● **WHAT TO DO**
Review the material line by line. Identify and copy every line that contains the string "label".

● **SOURCE RECORDS**
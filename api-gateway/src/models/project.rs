//! Work orders (the Projects database).

use chrono::NaiveDate;
use serde::{Deserialize, Serialize};
use serde_json::{json, Value};
use shared::{Error, Page, Patch, PropertyMap, PropertyWriter, Result};

use super::fields::{
    parse_number, patch_date, patch_number, patch_select, patch_text, patch_title, required_text,
};
use super::rating::RatingScale;

/// Status that triggers the paid-date stamp.
pub const PAID_STATUS: &str = "Paid";
/// Status reported for pages that carry none.
pub const DEFAULT_STATUS: &str = "On The Bench";

/// Property names in the Projects database.
pub mod props {
    pub const NAME: &str = "Name";
    pub const STATUS: &str = "Status";
    pub const MAKE: &str = "Make";
    pub const MODEL: &str = "Model";
    pub const INSTRUMENT_TYPE: &str = "Instrument Type";
    pub const SERIAL_NUMBER: &str = "Serial Number";
    pub const CUSTOMER: &str = "Customer";
    pub const DUE: &str = "Due";
    pub const PAID_DATE: &str = "Paid Date";
    pub const COMPLEXITY: &str = "Complexity";
    pub const PROFITABILITY: &str = "Profitability";
    pub const TOTAL: &str = "Total";
    pub const SUBTOTAL: &str = "Subtotal";
    pub const COMMISSION: &str = "Commission";
    pub const DISCOUNT: &str = "Discount";
    pub const TAX: &str = "Tax";
    pub const TIP: &str = "Tip";
    pub const HOURLY_RATE: &str = "Hourly Rate";
    pub const RELIEF_BEFORE: &str = "Relief Before";
    pub const RELIEF_AFTER: &str = "Relief After";
    pub const FRET_HEIGHT_BEFORE: &str = "Fret Height Before";
    pub const FRET_HEIGHT_AFTER: &str = "Fret Height After";
    pub const NOTES: &str = "Notes";
    pub const ACTIONS_PERFORMED: &str = "Actions Performed";
    pub const PROGRESS: &str = "Progress";
    pub const MILESTONE_COUNT: &str = "Milestone Count";
    pub const COMPLETED_MILESTONES: &str = "Completed Milestones";
    pub const TOTAL_ESTIMATED_HOURS: &str = "Total Estimated Hours";
}

/// Flat work order record returned to the app.
#[derive(Debug, Clone, PartialEq, Serialize)]
#[serde(rename_all = "camelCase")]
pub struct Project {
    pub id: String,
    pub name: String,
    pub status: String,
    pub instrument_make: String,
    pub instrument_model: String,
    pub instrument_type: Option<String>,
    pub serial_number: String,
    pub customer_name: String,
    pub due_date: Option<String>,
    pub paid_date: Option<String>,
    pub complexity: u8,
    pub profitability: u8,
    pub total: f64,
    pub subtotal: f64,
    pub commission: f64,
    pub discount: f64,
    pub tax: f64,
    pub tip: f64,
    pub hourly_rate: f64,
    pub relief_before: Option<f64>,
    pub relief_after: Option<f64>,
    pub fret_height_before: Vec<f64>,
    pub fret_height_after: Vec<f64>,
    pub notes: String,
    pub actions_performed: Vec<String>,
    pub progress: f64,
    pub milestone_count: u32,
    pub completed_milestones: u32,
    pub total_estimated_hours: f64,
}

impl Project {
    pub fn from_page(page: &Page) -> Self {
        let p = page.props();
        let count = |name: &str| p.number(name).map(|n| n.max(0.0).round() as u32).unwrap_or(0);

        Self {
            id: page.id.clone(),
            name: p.title(props::NAME).unwrap_or_else(|| "Untitled".to_string()),
            status: p
                .status(props::STATUS)
                .unwrap_or_else(|| DEFAULT_STATUS.to_string()),
            instrument_make: p.rich_text(props::MAKE).unwrap_or_default(),
            instrument_model: p.rich_text(props::MODEL).unwrap_or_default(),
            instrument_type: p.select(props::INSTRUMENT_TYPE),
            serial_number: p.rich_text(props::SERIAL_NUMBER).unwrap_or_default(),
            customer_name: p.rich_text(props::CUSTOMER).unwrap_or_default(),
            due_date: p.date(props::DUE),
            paid_date: p.date(props::PAID_DATE),
            complexity: RatingScale::Complexity.read(&p, props::COMPLEXITY),
            profitability: RatingScale::Profitability.read(&p, props::PROFITABILITY),
            total: p.number(props::TOTAL).unwrap_or(0.0),
            subtotal: p.number(props::SUBTOTAL).unwrap_or(0.0),
            commission: p.number(props::COMMISSION).unwrap_or(0.0),
            discount: p.number(props::DISCOUNT).unwrap_or(0.0),
            tax: p.number(props::TAX).unwrap_or(0.0),
            tip: p.number(props::TIP).unwrap_or(0.0),
            hourly_rate: p.number(props::HOURLY_RATE).unwrap_or(0.0),
            relief_before: p.number(props::RELIEF_BEFORE),
            relief_after: p.number(props::RELIEF_AFTER),
            fret_height_before: parse_samples_text(p.rich_text(props::FRET_HEIGHT_BEFORE).as_deref()),
            fret_height_after: parse_samples_text(p.rich_text(props::FRET_HEIGHT_AFTER).as_deref()),
            notes: p.rich_text(props::NOTES).unwrap_or_default(),
            actions_performed: p.multi_select(props::ACTIONS_PERFORMED),
            progress: p.number(props::PROGRESS).unwrap_or(0.0),
            milestone_count: count(props::MILESTONE_COUNT),
            completed_milestones: count(props::COMPLETED_MILESTONES),
            total_estimated_hours: p.number(props::TOTAL_ESTIMATED_HOURS).unwrap_or(0.0),
        }
    }
}

/// Fret-height samples stored as comma-separated text.
fn parse_samples_text(text: Option<&str>) -> Vec<f64> {
    text.map(|t| {
        t.split(',')
            .filter_map(|s| s.trim().parse::<f64>().ok())
            .filter(|n| n.is_finite())
            .collect()
    })
    .unwrap_or_default()
}

/// Samples supplied as an array (numbers or numeric strings) or a comma-separated string.
fn samples_text(value: &Value) -> String {
    let samples: Vec<f64> = match value {
        Value::Array(items) => items.iter().filter_map(parse_number).collect(),
        Value::String(s) => parse_samples_text(Some(s.as_str())),
        other => parse_number(other).into_iter().collect(),
    };
    samples
        .iter()
        .map(f64::to_string)
        .collect::<Vec<_>>()
        .join(", ")
}

/// Body of `createProject`.
#[derive(Debug, Clone, Default, Deserialize)]
#[serde(default, rename_all = "camelCase")]
pub struct NewProject {
    pub name: Option<String>,
    pub status: Option<String>,
    pub instrument_make: Option<String>,
    pub instrument_model: Option<String>,
    pub instrument_type: Option<String>,
    pub serial_number: Option<String>,
    pub customer_name: Option<String>,
    pub due_date: Option<String>,
    pub paid_date: Option<String>,
    pub complexity: Option<Value>,
    pub profitability: Option<Value>,
    pub total: Option<Value>,
    pub subtotal: Option<Value>,
    pub commission: Option<Value>,
    pub discount: Option<Value>,
    pub tax: Option<Value>,
    pub tip: Option<Value>,
    pub hourly_rate: Option<Value>,
    pub relief_before: Option<Value>,
    pub relief_after: Option<Value>,
    pub fret_height_before: Option<Value>,
    pub fret_height_after: Option<Value>,
    pub notes: Option<String>,
    pub actions_performed: Option<Vec<String>>,
}

impl NewProject {
    /// Properties for a new page. Fields not supplied are left out.
    pub fn to_properties(&self) -> Result<PropertyMap> {
        let name = required_text(self.name.as_deref(), "name")?;
        let mut w = PropertyWriter::new();
        w.title(props::NAME, &name);

        if let Some(status) = self.status.as_deref().map(str::trim).filter(|s| !s.is_empty()) {
            w.status(props::STATUS, status);
        }
        for (property, text) in [
            (props::MAKE, &self.instrument_make),
            (props::MODEL, &self.instrument_model),
            (props::SERIAL_NUMBER, &self.serial_number),
            (props::CUSTOMER, &self.customer_name),
            (props::NOTES, &self.notes),
        ] {
            if let Some(text) = text {
                w.rich_text(property, text);
            }
        }
        if let Some(kind) = self.instrument_type.as_deref().map(str::trim).filter(|s| !s.is_empty()) {
            w.select(props::INSTRUMENT_TYPE, Some(kind));
        }
        for (property, date) in [(props::DUE, &self.due_date), (props::PAID_DATE, &self.paid_date)] {
            if let Some(date) = date.as_deref().map(str::trim).filter(|s| !s.is_empty()) {
                w.date(property, Some(date));
            }
        }
        for (property, scale, value) in [
            (props::COMPLEXITY, RatingScale::Complexity, &self.complexity),
            (props::PROFITABILITY, RatingScale::Profitability, &self.profitability),
        ] {
            if let Some(label) = value.as_ref().and_then(|v| scale.label_for_input(v)) {
                w.select(property, Some(label.as_str()));
            }
        }
        for (property, value) in [
            (props::TOTAL, &self.total),
            (props::SUBTOTAL, &self.subtotal),
            (props::COMMISSION, &self.commission),
            (props::DISCOUNT, &self.discount),
            (props::TAX, &self.tax),
            (props::TIP, &self.tip),
            (props::HOURLY_RATE, &self.hourly_rate),
            (props::RELIEF_BEFORE, &self.relief_before),
            (props::RELIEF_AFTER, &self.relief_after),
        ] {
            if let Some(n) = value.as_ref().and_then(parse_number) {
                w.number(property, Some(n));
            }
        }
        for (property, value) in [
            (props::FRET_HEIGHT_BEFORE, &self.fret_height_before),
            (props::FRET_HEIGHT_AFTER, &self.fret_height_after),
        ] {
            if let Some(value) = value {
                w.rich_text(property, &samples_text(value));
            }
        }
        if let Some(actions) = &self.actions_performed {
            w.multi_select(props::ACTIONS_PERFORMED, actions);
        }

        Ok(w.build())
    }
}

/// Body of `updateProject`.
#[derive(Debug, Clone, Default, Deserialize)]
#[serde(default, rename_all = "camelCase")]
pub struct ProjectPatch {
    pub id: Option<String>,
    pub name: Patch<String>,
    pub status: Patch<String>,
    pub instrument_make: Patch<String>,
    pub instrument_model: Patch<String>,
    pub instrument_type: Patch<String>,
    pub serial_number: Patch<String>,
    pub customer_name: Patch<String>,
    pub due_date: Patch<String>,
    pub paid_date: Patch<String>,
    pub complexity: Patch<Value>,
    pub profitability: Patch<Value>,
    pub total: Patch<Value>,
    pub subtotal: Patch<Value>,
    pub commission: Patch<Value>,
    pub discount: Patch<Value>,
    pub tax: Patch<Value>,
    pub tip: Patch<Value>,
    pub hourly_rate: Patch<Value>,
    pub relief_before: Patch<Value>,
    pub relief_after: Patch<Value>,
    pub fret_height_before: Patch<Value>,
    pub fret_height_after: Patch<Value>,
    pub notes: Patch<String>,
    pub actions_performed: Patch<Vec<String>>,
}

impl ProjectPatch {
    /// Property mutations for the fields present in the patch.
    ///
    /// `today` stamps the paid date when the status moves to [`PAID_STATUS`]
    /// and the caller did not send `paidDate` itself.
    pub fn to_properties(&self, today: NaiveDate) -> Result<PropertyMap> {
        let mut w = PropertyWriter::new();

        patch_title(&mut w, props::NAME, &self.name, "name")?;
        write_status_change(&mut w, &self.status, &self.paid_date, today)?;

        for (property, patch) in [
            (props::MAKE, &self.instrument_make),
            (props::MODEL, &self.instrument_model),
            (props::SERIAL_NUMBER, &self.serial_number),
            (props::CUSTOMER, &self.customer_name),
            (props::NOTES, &self.notes),
        ] {
            patch_text(&mut w, property, patch);
        }
        patch_select(&mut w, props::INSTRUMENT_TYPE, &self.instrument_type);
        patch_date(&mut w, props::DUE, &self.due_date);
        patch_date(&mut w, props::PAID_DATE, &self.paid_date);

        for (property, scale, patch) in [
            (props::COMPLEXITY, RatingScale::Complexity, &self.complexity),
            (props::PROFITABILITY, RatingScale::Profitability, &self.profitability),
        ] {
            match patch {
                Patch::Missing => {}
                Patch::Null => {
                    w.select(property, None);
                }
                Patch::Value(value) => {
                    if let Some(label) = scale.label_for_input(value) {
                        w.select(property, Some(label.as_str()));
                    }
                }
            }
        }
        for (property, patch) in [
            (props::TOTAL, &self.total),
            (props::SUBTOTAL, &self.subtotal),
            (props::COMMISSION, &self.commission),
            (props::DISCOUNT, &self.discount),
            (props::TAX, &self.tax),
            (props::TIP, &self.tip),
            (props::HOURLY_RATE, &self.hourly_rate),
            (props::RELIEF_BEFORE, &self.relief_before),
            (props::RELIEF_AFTER, &self.relief_after),
        ] {
            patch_number(&mut w, property, patch);
        }
        for (property, patch) in [
            (props::FRET_HEIGHT_BEFORE, &self.fret_height_before),
            (props::FRET_HEIGHT_AFTER, &self.fret_height_after),
        ] {
            match patch {
                Patch::Missing => {}
                Patch::Null => {
                    w.rich_text(property, "");
                }
                Patch::Value(value) => {
                    w.rich_text(property, &samples_text(value));
                }
            }
        }
        match &self.actions_performed {
            Patch::Missing => {}
            Patch::Null => {
                w.multi_select(props::ACTIONS_PERFORMED, &[]);
            }
            Patch::Value(actions) => {
                w.multi_select(props::ACTIONS_PERFORMED, actions);
            }
        }

        if w.is_empty() {
            return Err(Error::validation("No fields to update"));
        }
        Ok(w.build())
    }
}

/// Write a status change, stamping the paid date when the status becomes paid.
pub fn write_status_change(
    w: &mut PropertyWriter,
    status: &Patch<String>,
    paid_date: &Patch<String>,
    today: NaiveDate,
) -> Result<()> {
    match status {
        Patch::Missing => {}
        Patch::Null => return Err(Error::validation("status cannot be cleared")),
        Patch::Value(status) => {
            let status = required_text(Some(status.as_str()), "status")?;
            w.status(props::STATUS, &status);
            if status.eq_ignore_ascii_case(PAID_STATUS) && paid_date.is_missing() {
                let stamp = today.format("%Y-%m-%d").to_string();
                w.date(props::PAID_DATE, Some(stamp.as_str()));
            }
        }
    }
    Ok(())
}

/// Listing filter for the requested statuses; `None` when every status is wanted.
pub fn status_filter(statuses: &[String]) -> Option<Value> {
    let clause = |status: &String| json!({ "property": props::STATUS, "status": { "equals": status } });
    match statuses {
        [] => None,
        [single] => Some(clause(single)),
        many => Some(json!({ "or": many.iter().map(clause).collect::<Vec<_>>() })),
    }
}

● **ANSWER BOX**
            if let Some(label) = value.as_ref().and_then(|v| scale.label_for_input(v)) {
                w.select(property, Some(label.as_str()));
                    if let Some(label) = scale.label_for_input(value) {
                        w.select(property, Some(label.as_str()));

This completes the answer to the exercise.